Work to complete:
Lines holding the word "format" in the following material must be counted; give only the resulting number.

--- Provided records Enclosed Below ---

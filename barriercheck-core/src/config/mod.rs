//! Configuration management

pub mod validation;

pub use validation::{Validate, ValidationError};

use serde::{Deserialize, Serialize};
use std::time::Duration;

/// Application configuration
#[derive(Debug, Clone, Default, Serialize, Deserialize)]
#[serde(default)]
pub struct Config {
    pub llm: LlmConfig,
    pub crawler: CrawlerConfig,
    pub jobs: JobsConfig,
    pub store: StoreConfig,
    pub logging: LoggingConfig,
}

/// LLM endpoint configuration
#[derive(Debug, Clone, Serialize, Deserialize)]
#[serde(default)]
pub struct LlmConfig {
    /// Model identifier, e.g. `gpt-4-turbo-preview`
    pub model: String,
    /// API key; required at startup
    pub api_key: Option<String>,
    /// Base URL of an OpenAI-compatible chat completions endpoint
    pub base_url: String,
    /// Sampling temperature; analyses want near-deterministic output
    pub temperature: f64,
    /// Response token ceiling
    pub max_tokens: u32,
    /// Prompt character budget before the data section is truncated
    pub max_prompt_chars: usize,
    /// Per-call timeout in seconds
    pub request_timeout_seconds: u64,
    /// Global concurrency bound shared across jobs
    pub max_concurrent_requests: usize,
    /// Directory of axis prompt templates; embedded defaults when unset
    pub prompt_dir: Option<String>,
}

impl Default for LlmConfig {
    fn default() -> Self {
        Self {
            model: "gpt-4-turbo-preview".to_string(),
            api_key: None,
            base_url: "https://api.openai.com/v1".to_string(),
            temperature: 0.0,
            max_tokens: 5000,
            max_prompt_chars: 400_000,
            request_timeout_seconds: 120,
            max_concurrent_requests: 32,
            prompt_dir: None,
        }
    }
}

/// Crawler configuration
#[derive(Debug, Clone, Serialize, Deserialize)]
#[serde(default)]
pub struct CrawlerConfig {
    /// Default page cap when the plan does not narrow it further
    pub default_max_pages: usize,
    /// Per-request timeout in seconds
    pub request_timeout_seconds: u64,
    /// Total wall-clock budget for one crawl, in seconds
    pub crawl_budget_seconds: u64,
    pub user_agent: String,
}

impl Default for CrawlerConfig {
    fn default() -> Self {
        Self {
            default_max_pages: 5,
            request_timeout_seconds: 30,
            crawl_budget_seconds: 120,
            user_agent: concat!("barriercheck/", env!("CARGO_PKG_VERSION")).to_string(),
        }
    }
}

/// Job execution limits
#[derive(Debug, Clone, Serialize, Deserialize)]
#[serde(default)]
pub struct JobsConfig {
    /// Wall-clock ceiling per job, in seconds
    pub deadline_seconds: u64,
    /// Concurrent module dispatches within one job (floor 2)
    pub module_concurrency: usize,
    /// Concurrent jobs processed by the worker pool
    pub max_concurrent_jobs: usize,
    /// Interval of the stale-job sweep, in seconds
    pub stale_sweep_interval_seconds: u64,
}

impl JobsConfig {
    /// Effective per-job module concurrency: configured value, floor 2.
    pub fn effective_module_concurrency(&self) -> usize {
        self.module_concurrency.max(2)
    }

    pub fn deadline(&self) -> Duration {
        Duration::from_secs(self.deadline_seconds)
    }
}

impl Default for JobsConfig {
    fn default() -> Self {
        Self {
            deadline_seconds: 30 * 60,
            module_concurrency: 12,
            max_concurrent_jobs: 4,
            stale_sweep_interval_seconds: 300,
        }
    }
}

/// Persistence configuration
#[derive(Debug, Clone, Serialize, Deserialize)]
#[serde(default)]
pub struct StoreConfig {
    /// Postgres connection URL; required at startup
    pub database_url: Option<String>,
    pub max_connections: u32,
}

impl Default for StoreConfig {
    fn default() -> Self {
        Self {
            database_url: None,
            max_connections: 5,
        }
    }
}

/// Logging configuration
#[derive(Debug, Clone, Serialize, Deserialize)]
#[serde(default)]
pub struct LoggingConfig {
    pub level: String,
    /// `json` or `text`
    pub format: String,
}

impl Default for LoggingConfig {
    fn default() -> Self {
        Self {
            level: "info".to_string(),
            format: "text".to_string(),
        }
    }
}

impl Validate for Config {
    fn validate(&self) -> Result<(), ValidationError> {
        self.llm.validate()?;
        self.crawler.validate()?;
        self.jobs.validate()?;
        Ok(())
    }
}

impl Validate for LlmConfig {
    fn validate(&self) -> Result<(), ValidationError> {
        if self.model.is_empty() {
            return Err(ValidationError::new("llm.model", "must not be empty"));
        }
        if !(0.0..=2.0).contains(&self.temperature) {
            return Err(ValidationError::new(
                "llm.temperature",
                "must be within 0.0..=2.0",
            ));
        }
        if self.max_concurrent_requests == 0 {
            return Err(ValidationError::new(
                "llm.max_concurrent_requests",
                "must be at least 1",
            ));
        }
        Ok(())
    }
}

impl Validate for CrawlerConfig {
    fn validate(&self) -> Result<(), ValidationError> {
        if self.default_max_pages == 0 {
            return Err(ValidationError::new(
                "crawler.default_max_pages",
                "must be at least 1",
            ));
        }
        if self.user_agent.is_empty() {
            return Err(ValidationError::new("crawler.user_agent", "must not be empty"));
        }
        Ok(())
    }
}

impl Validate for JobsConfig {
    fn validate(&self) -> Result<(), ValidationError> {
        if self.deadline_seconds == 0 {
            return Err(ValidationError::new(
                "jobs.deadline_seconds",
                "must be at least 1",
            ));
        }
        if self.max_concurrent_jobs == 0 {
            return Err(ValidationError::new(
                "jobs.max_concurrent_jobs",
                "must be at least 1",
            ));
        }
        Ok(())
    }
}

impl Config {
    /// Load configuration from files and environment variables
    pub fn load() -> Result<Self, ConfigLoadError> {
        let mut builder = config::Config::builder()
            .add_source(config::File::with_name("config/default").required(false));

        // Add environment-specific config if ENV is set
        if let Ok(env) = std::env::var("ENV") {
            builder = builder
                .add_source(config::File::with_name(&format!("config/{}", env)).required(false));
        }

        // Add local config and environment variables last (highest priority)
        builder = builder
            .add_source(config::File::with_name("config/local").required(false))
            .add_source(config::Environment::with_prefix("BARRIERCHECK").separator("__"));

        let config: Config = builder.build()?.try_deserialize()?;

        config.validate()?;

        Ok(config)
    }

    /// Fail when a value the service cannot run without is absent.
    pub fn require_bindings(&self) -> Result<(), crate::error::AuditError> {
        if self.llm.api_key.as_deref().unwrap_or("").is_empty() {
            return Err(crate::error::AuditError::ConfigMissing(
                "llm.api_key (BARRIERCHECK__LLM__API_KEY)".to_string(),
            ));
        }
        if self.store.database_url.as_deref().unwrap_or("").is_empty() {
            return Err(crate::error::AuditError::ConfigMissing(
                "store.database_url (BARRIERCHECK__STORE__DATABASE_URL)".to_string(),
            ));
        }
        Ok(())
    }
}

/// Error type for configuration loading
#[derive(Debug, thiserror::Error)]
pub enum ConfigLoadError {
    #[error("Configuration file error: {0}")]
    Config(#[from] config::ConfigError),

    #[error("Configuration validation error: {0}")]
    Validation(#[from] ValidationError),
}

--- End of Enclosed Provided records ---

Completed exercise:
3